_Task directions_
Within this listing, how many lines carry the string "Some"? State the number only.
::::
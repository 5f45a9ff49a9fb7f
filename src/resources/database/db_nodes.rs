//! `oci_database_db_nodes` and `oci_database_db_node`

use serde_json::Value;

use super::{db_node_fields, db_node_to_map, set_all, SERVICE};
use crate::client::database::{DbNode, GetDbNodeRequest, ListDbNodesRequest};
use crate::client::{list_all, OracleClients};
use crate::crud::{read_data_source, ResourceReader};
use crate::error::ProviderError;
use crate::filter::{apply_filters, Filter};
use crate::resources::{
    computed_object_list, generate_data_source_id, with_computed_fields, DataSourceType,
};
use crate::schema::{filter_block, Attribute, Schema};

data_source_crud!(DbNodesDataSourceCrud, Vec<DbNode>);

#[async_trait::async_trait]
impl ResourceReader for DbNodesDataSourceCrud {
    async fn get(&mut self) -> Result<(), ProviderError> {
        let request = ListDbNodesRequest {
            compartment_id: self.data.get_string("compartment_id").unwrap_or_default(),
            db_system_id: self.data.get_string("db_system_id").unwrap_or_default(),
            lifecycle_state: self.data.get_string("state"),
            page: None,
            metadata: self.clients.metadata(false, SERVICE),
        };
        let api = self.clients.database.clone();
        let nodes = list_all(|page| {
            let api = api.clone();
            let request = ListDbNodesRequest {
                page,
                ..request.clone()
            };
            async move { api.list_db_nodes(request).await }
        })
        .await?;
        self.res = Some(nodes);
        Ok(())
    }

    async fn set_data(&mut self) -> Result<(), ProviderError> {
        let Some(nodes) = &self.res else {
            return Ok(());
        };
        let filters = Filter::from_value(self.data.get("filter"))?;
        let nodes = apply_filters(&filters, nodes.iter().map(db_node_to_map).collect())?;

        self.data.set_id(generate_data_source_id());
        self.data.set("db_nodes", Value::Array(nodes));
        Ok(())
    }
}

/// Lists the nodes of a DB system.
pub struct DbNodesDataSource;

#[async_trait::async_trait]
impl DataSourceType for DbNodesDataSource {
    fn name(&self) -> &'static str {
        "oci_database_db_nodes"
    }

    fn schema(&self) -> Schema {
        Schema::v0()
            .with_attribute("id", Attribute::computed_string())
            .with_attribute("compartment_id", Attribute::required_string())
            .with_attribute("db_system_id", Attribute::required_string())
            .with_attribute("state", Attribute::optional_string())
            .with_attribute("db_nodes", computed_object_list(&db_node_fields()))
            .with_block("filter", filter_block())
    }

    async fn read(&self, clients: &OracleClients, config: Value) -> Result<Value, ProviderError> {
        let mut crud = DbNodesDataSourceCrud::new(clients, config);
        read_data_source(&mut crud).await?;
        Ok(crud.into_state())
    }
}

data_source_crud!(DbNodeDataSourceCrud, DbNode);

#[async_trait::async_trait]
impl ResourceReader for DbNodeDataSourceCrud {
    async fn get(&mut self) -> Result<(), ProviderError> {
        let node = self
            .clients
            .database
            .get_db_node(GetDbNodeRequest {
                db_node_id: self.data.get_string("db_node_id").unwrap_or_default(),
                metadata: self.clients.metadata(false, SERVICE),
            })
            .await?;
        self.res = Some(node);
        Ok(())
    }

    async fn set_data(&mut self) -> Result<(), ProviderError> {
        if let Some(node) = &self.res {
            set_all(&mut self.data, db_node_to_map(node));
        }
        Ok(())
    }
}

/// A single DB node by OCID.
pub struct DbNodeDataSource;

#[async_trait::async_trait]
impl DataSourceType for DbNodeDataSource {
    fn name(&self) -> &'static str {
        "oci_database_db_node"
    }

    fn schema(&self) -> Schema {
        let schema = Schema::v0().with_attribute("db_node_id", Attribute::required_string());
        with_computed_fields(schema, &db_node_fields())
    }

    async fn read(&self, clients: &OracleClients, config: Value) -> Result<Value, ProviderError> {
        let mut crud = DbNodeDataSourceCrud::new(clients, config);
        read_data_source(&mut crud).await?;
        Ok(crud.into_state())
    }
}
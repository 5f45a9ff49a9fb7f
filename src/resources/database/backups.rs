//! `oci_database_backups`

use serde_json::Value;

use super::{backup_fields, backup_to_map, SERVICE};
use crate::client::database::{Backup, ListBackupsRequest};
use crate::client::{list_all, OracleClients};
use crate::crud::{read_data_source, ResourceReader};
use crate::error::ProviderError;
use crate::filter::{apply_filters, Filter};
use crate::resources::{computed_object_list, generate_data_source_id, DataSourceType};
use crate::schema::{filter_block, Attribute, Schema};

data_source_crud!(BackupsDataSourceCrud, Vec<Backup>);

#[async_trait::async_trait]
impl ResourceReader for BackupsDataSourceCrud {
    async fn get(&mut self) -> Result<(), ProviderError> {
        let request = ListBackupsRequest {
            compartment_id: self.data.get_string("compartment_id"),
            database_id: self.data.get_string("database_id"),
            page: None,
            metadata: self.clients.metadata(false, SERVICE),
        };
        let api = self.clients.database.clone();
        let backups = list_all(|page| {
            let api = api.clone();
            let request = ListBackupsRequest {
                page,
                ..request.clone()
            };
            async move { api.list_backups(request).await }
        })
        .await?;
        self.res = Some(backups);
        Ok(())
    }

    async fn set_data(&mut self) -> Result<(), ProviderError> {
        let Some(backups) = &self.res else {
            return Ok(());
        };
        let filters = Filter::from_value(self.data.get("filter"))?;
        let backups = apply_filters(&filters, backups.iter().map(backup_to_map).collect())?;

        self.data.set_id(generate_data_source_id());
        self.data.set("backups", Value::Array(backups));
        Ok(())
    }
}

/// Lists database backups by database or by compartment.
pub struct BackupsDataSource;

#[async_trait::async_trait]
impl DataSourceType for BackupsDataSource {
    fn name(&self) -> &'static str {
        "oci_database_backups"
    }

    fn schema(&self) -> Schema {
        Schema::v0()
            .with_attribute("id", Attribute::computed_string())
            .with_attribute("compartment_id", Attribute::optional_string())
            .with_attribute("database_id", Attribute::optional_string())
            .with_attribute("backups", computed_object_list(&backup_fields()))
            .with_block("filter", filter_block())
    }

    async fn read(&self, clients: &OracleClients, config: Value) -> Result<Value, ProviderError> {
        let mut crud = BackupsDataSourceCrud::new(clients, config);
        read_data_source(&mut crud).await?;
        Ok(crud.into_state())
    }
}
::::
_Solution for this exercise_
6